This task calls for copying every line of the records that includes the word "clone".

Given records
○ ○ ○ ○
//! Callback verification handlers.
//!
//! The gateway delivers callbacks either as a query string or as a form
//! body; both are verified the same way. Verdicts map to status codes:
//! accepted is `200`, rejected is `400`, and a failed order lookup is `503`
//! so the gateway retries.

use axum::{
    Form, Json, Router,
    extract::{Query, State},
    http::StatusCode,
    response::IntoResponse,
    routing::get,
};
use bizpay_core::{VerificationOutcome, VerifyError};
use bizpay_sdk::objects::{CallbackPayload, PaymentGateRedirect};
use serde::Serialize;

use crate::state::AppState;

/// Build the callback router.
pub fn router() -> Router<AppState> {
    Router::new()
        .route("/callback", get(verify_query).post(verify_form))
        .route("/callback/payment-gate", get(verify_payment_gate))
}

/// Body of every callback response.
#[derive(Debug, Serialize)]
struct VerdictResponse {
    success: bool,
    message: String,
    reason: Option<&'static str>,
}

fn verdict(outcome: VerificationOutcome) -> (StatusCode, Json<VerdictResponse>) {
    let status = if outcome.is_accepted() {
        StatusCode::OK
    } else {
        StatusCode::BAD_REQUEST
    };
    let body = VerdictResponse {
        success: outcome.is_accepted(),
        reason: outcome.reason().map(|r| r.code()),
        message: outcome.message().to_owned(),
    };
    (status, Json(body))
}

/// `GET /callback`: verify a callback delivered as a query string.
async fn verify_query(
    State(state): State<AppState>,
    Query(params): Query<Vec<(String, String)>>,
) -> Result<impl IntoResponse, CallbackApiError> {
    verify_params(&state, params).await
}

/// `POST /callback`: verify a callback delivered as a form body.
async fn verify_form(
    State(state): State<AppState>,
    Form(params): Form<Vec<(String, String)>>,
) -> Result<impl IntoResponse, CallbackApiError> {
    verify_params(&state, params).await
}

async fn verify_params(
    state: &AppState,
    params: Vec<(String, String)>,
) -> Result<(StatusCode, Json<VerdictResponse>), CallbackApiError> {
    let payload = CallbackPayload::from_params(params);
    let outcome = state.verifier.verify(&payload).await?;
    Ok(verdict(outcome))
}

/// `GET /callback/payment-gate`: verify the redirect issued after the
/// customer picks a payment gate.
async fn verify_payment_gate(
    State(state): State<AppState>,
    Query(redirect): Query<PaymentGateRedirect>,
) -> impl IntoResponse {
    verdict(state.verifier.verify_payment_gate_link(&redirect))
}

/// Errors that can occur in callback handlers.
#[derive(Debug)]
enum CallbackApiError {
    /// No verdict could be reached.
    Verify(VerifyError),
}

impl From<VerifyError> for CallbackApiError {
    fn from(err: VerifyError) -> Self {
        CallbackApiError::Verify(err)
    }
}

impl IntoResponse for CallbackApiError {
    fn into_response(self) -> axum::response::Response {
        match self {
            CallbackApiError::Verify(e) => {
                tracing::error!(error = %e, "Callback verification could not complete");
                let body = VerdictResponse {
                    success: false,
                    message: "order lookup unavailable, retry later".to_owned(),
                    reason: Some("lookup_failed"),
                };
                (StatusCode::SERVICE_UNAVAILABLE, Json(body)).into_response()
            }
        }
    }
}

#[cfg(test)]
mod tests {
    use super::*;
    use crate::server::build_router;
    use axum::{
        body::Body,
        extract::Json as JsonBody,
        http::{HeaderMap, Request, header},
        routing::post,
    };
    use bizpay_core::testing::{
        CallbackBuilder, FakeLookup, FakeResponse, PROJECT_TOKEN, authoritative_order, signer,
    };
    use bizpay_core::verifier::Locale;
    use bizpay_core::{CallbackVerifier, OrderLookup};
    use bizpay_sdk::client::GatewayClient;
    use bizpay_sdk::config::{Environment, GatewayConfig, ProjectToken};
    use bizpay_sdk::objects::{OrderInfoResponse, ResponseCode};
    use bizpay_sdk::signature::api_auth;
    use serde_json::{Value, json};
    use std::sync::{Arc, Mutex};
    use tower::ServiceExt;

    fn app_with(lookup: Arc<dyn OrderLookup>) -> Router {
        let verifier = CallbackVerifier::new(signer(), lookup).with_locale(Locale::En);
        build_router(AppState::new(verifier))
    }

    fn app(lookup: FakeLookup) -> Router {
        app_with(Arc::new(lookup))
    }

    fn encode(params: &[(String, String)]) -> String {
        url::form_urlencoded::Serializer::new(String::new())
            .extend_pairs(params)
            .finish()
    }

    async fn send(app: Router, request: Request<Body>) -> (StatusCode, Value) {
        let response = app.oneshot(request).await.unwrap();
        let status = response.status();
        let bytes = axum::body::to_bytes(response.into_body(), usize::MAX)
            .await
            .unwrap();
        (status, serde_json::from_slice(&bytes).unwrap())
    }

    fn get_request(uri: String) -> Request<Body> {
        Request::get(uri).body(Body::empty()).unwrap()
    }

    #[tokio::test]
    async fn test_health() {
        let (status, body) = send(
            app(FakeLookup::new(FakeResponse::Hang)),
            get_request("/health".to_owned()),
        )
        .await;
        assert_eq!(status, StatusCode::OK);
        assert_eq!(body, json!({"status": "healthy"}));
    }

    #[tokio::test]
    async fn test_query_callback_accepted() {
        let order = authoritative_order();
        let params = CallbackBuilder::matching(&order).params(&signer());

        let (status, body) = send(
            app(FakeLookup::completed(order)),
            get_request(format!("/callback?{}", encode(&params))),
        )
        .await;
        assert_eq!(status, StatusCode::OK);
        assert_eq!(
            body,
            json!({
                "success": true,
                "message": "Payment information accepted.",
                "reason": null,
            })
        );
    }

    #[tokio::test]
    async fn test_form_callback_accepted() {
        let order = authoritative_order();
        let params = CallbackBuilder::matching(&order).params(&signer());
        let request = Request::post("/callback")
            .header(header::CONTENT_TYPE, "application/x-www-form-urlencoded")
            .body(Body::from(encode(&params)))
            .unwrap();

        let (status, body) = send(app(FakeLookup::completed(order)), request).await;
        assert_eq!(status, StatusCode::OK);
        assert_eq!(body["success"], true);
    }

    #[tokio::test]
    async fn test_tampered_callback_rejected() {
        let order = authoritative_order();
        let params = CallbackBuilder::matching(&order)
            .set("total_payment", "1000")
            .params(&signer());

        let (status, body) = send(
            app(FakeLookup::completed(order)),
            get_request(format!("/callback?{}", encode(&params))),
        )
        .await;
        assert_eq!(status, StatusCode::BAD_REQUEST);
        assert_eq!(body["success"], false);
        assert_eq!(body["reason"], "consistency_mismatch");
        assert_eq!(body["message"], "Warning! Information has changed abnormally");
    }

    #[tokio::test]
    async fn test_lookup_failure_is_service_unavailable() {
        let order = authoritative_order();
        let params = CallbackBuilder::matching(&order).params(&signer());

        let (status, body) = send(
            app(FakeLookup::new(FakeResponse::Fail("gateway down".to_owned()))),
            get_request(format!("/callback?{}", encode(&params))),
        )
        .await;
        assert_eq!(status, StatusCode::SERVICE_UNAVAILABLE);
        assert_eq!(body["reason"], "lookup_failed");
    }

    #[tokio::test]
    async fn test_payment_gate_link() {
        let link = "https://pay.todo.vn/gate/vnpay?o=1";
        let query = |hash_key: &str| {
            encode(&[
                ("RspCode".to_owned(), "0".to_owned()),
                ("hashKey".to_owned(), hash_key.to_owned()),
                ("link".to_owned(), link.to_owned()),
            ])
        };

        let (status, body) = send(
            app(FakeLookup::new(FakeResponse::Hang)),
            get_request(format!(
                "/callback/payment-gate?{}",
                query("8bcd4554a6829f28580aeaa5ea9d42a4")
            )),
        )
        .await;
        assert_eq!(status, StatusCode::OK);
        assert_eq!(body["message"], "Payment gateway link retrieved successfully!");

        let (status, body) = send(
            app(FakeLookup::new(FakeResponse::Hang)),
            get_request(format!("/callback/payment-gate?{}", query("deadbeef"))),
        )
        .await;
        assert_eq!(status, StatusCode::BAD_REQUEST);
        assert_eq!(body["reason"], "payment_gate_link_mismatch");
    }

    #[derive(Default)]
    struct Captured {
        auth: Option<String>,
        time: Option<String>,
        body: Option<Value>,
    }

    /// Serve `response` on `POST {path}` and record what the client sent.
    async fn spawn_gateway_stub(
        path: &'static str,
        response: Value,
        captured: Arc<Mutex<Captured>>,
    ) -> String {
        let stub = Router::new().route(
            path,
            post(move |headers: HeaderMap, JsonBody(body): JsonBody<Value>| {
                let response = response.clone();
                let captured = Arc::clone(&captured);
                async move {
                    let header = |name: &str| {
                        headers
                            .get(name)
                            .and_then(|v| v.to_str().ok())
                            .map(str::to_owned)
                    };
                    let mut captured = captured.lock().unwrap();
                    captured.auth = header("Auth");
                    captured.time = header("Time");
                    captured.body = Some(body);
                    Json(response)
                }
            }),
        );
        let listener = tokio::net::TcpListener::bind("127.0.0.1:0").await.unwrap();
        let addr = listener.local_addr().unwrap();
        tokio::spawn(async move {
            let _ = axum::serve(listener, stub).await;
        });
        format!("http://{addr}/")
    }

    fn stub_client(token: &ProjectToken, base_url: &str) -> GatewayClient {
        let config = GatewayConfig::new(token.clone(), Environment::Sandbox)
            .with_base_url(base_url)
            .unwrap();
        GatewayClient::new(&config)
    }

    #[tokio::test]
    async fn test_end_to_end_against_gateway_stub() {
        let order = authoritative_order();
        let captured = Arc::new(Mutex::new(Captured::default()));
        let response = OrderInfoResponse {
            rsp_code: ResponseCode::Completed,
            order_info: Some(order.clone()),
            message: None,
        };
        let base_url = spawn_gateway_stub(
            "/api/order/info",
            serde_json::to_value(response).unwrap(),
            Arc::clone(&captured),
        )
        .await;

        let token = ProjectToken::new(PROJECT_TOKEN).unwrap();
        let app = app_with(Arc::new(stub_client(&token, &base_url)));

        let params = CallbackBuilder::matching(&order).params(&signer());
        let (status, body) = send(app, get_request(format!("/callback?{}", encode(&params)))).await;
        assert_eq!(status, StatusCode::OK, "{body}");

        let captured = captured.lock().unwrap();
        assert_eq!(
            captured.body,
            Some(json!({"order_client_id": "Event-1578367492-2703"}))
        );
        let time: i64 = captured.time.as_deref().unwrap().parse().unwrap();
        assert_eq!(
            captured.auth.as_deref(),
            Some(api_auth("Event-1578367492-2703", time, &token).as_str())
        );
    }

    #[tokio::test]
    async fn test_check_order_against_gateway_stub() {
        let captured = Arc::new(Mutex::new(Captured::default()));
        let document = json!({"RspCode": 0, "status": 3, "order_id_client": "Event-1578367492-2703"});
        let base_url =
            spawn_gateway_stub("/api/order/check", document.clone(), Arc::clone(&captured)).await;

        let token = ProjectToken::new(PROJECT_TOKEN).unwrap();
        let result = stub_client(&token, &base_url)
            .check_order("Event-1578367492-2703")
            .await
            .unwrap();
        assert_eq!(result, document);

        let captured = captured.lock().unwrap();
        assert_eq!(
            captured.body,
            Some(json!({"order_id_client": "Event-1578367492-2703"}))
        );
        let time: i64 = captured.time.as_deref().unwrap().parse().unwrap();
        assert_eq!(
            captured.auth.as_deref(),
            Some(api_auth("Event-1578367492-2703", time, &token).as_str())
        );
    }
}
○ ○ ○ ○
Response to this task
                let response = response.clone();
                let captured = Arc::clone(&captured);
        let config = GatewayConfig::new(token.clone(), Environment::Sandbox)
            order_info: Some(order.clone()),
            Arc::clone(&captured),
            spawn_gateway_stub("/api/order/check", document.clone(), Arc::clone(&captured)).await;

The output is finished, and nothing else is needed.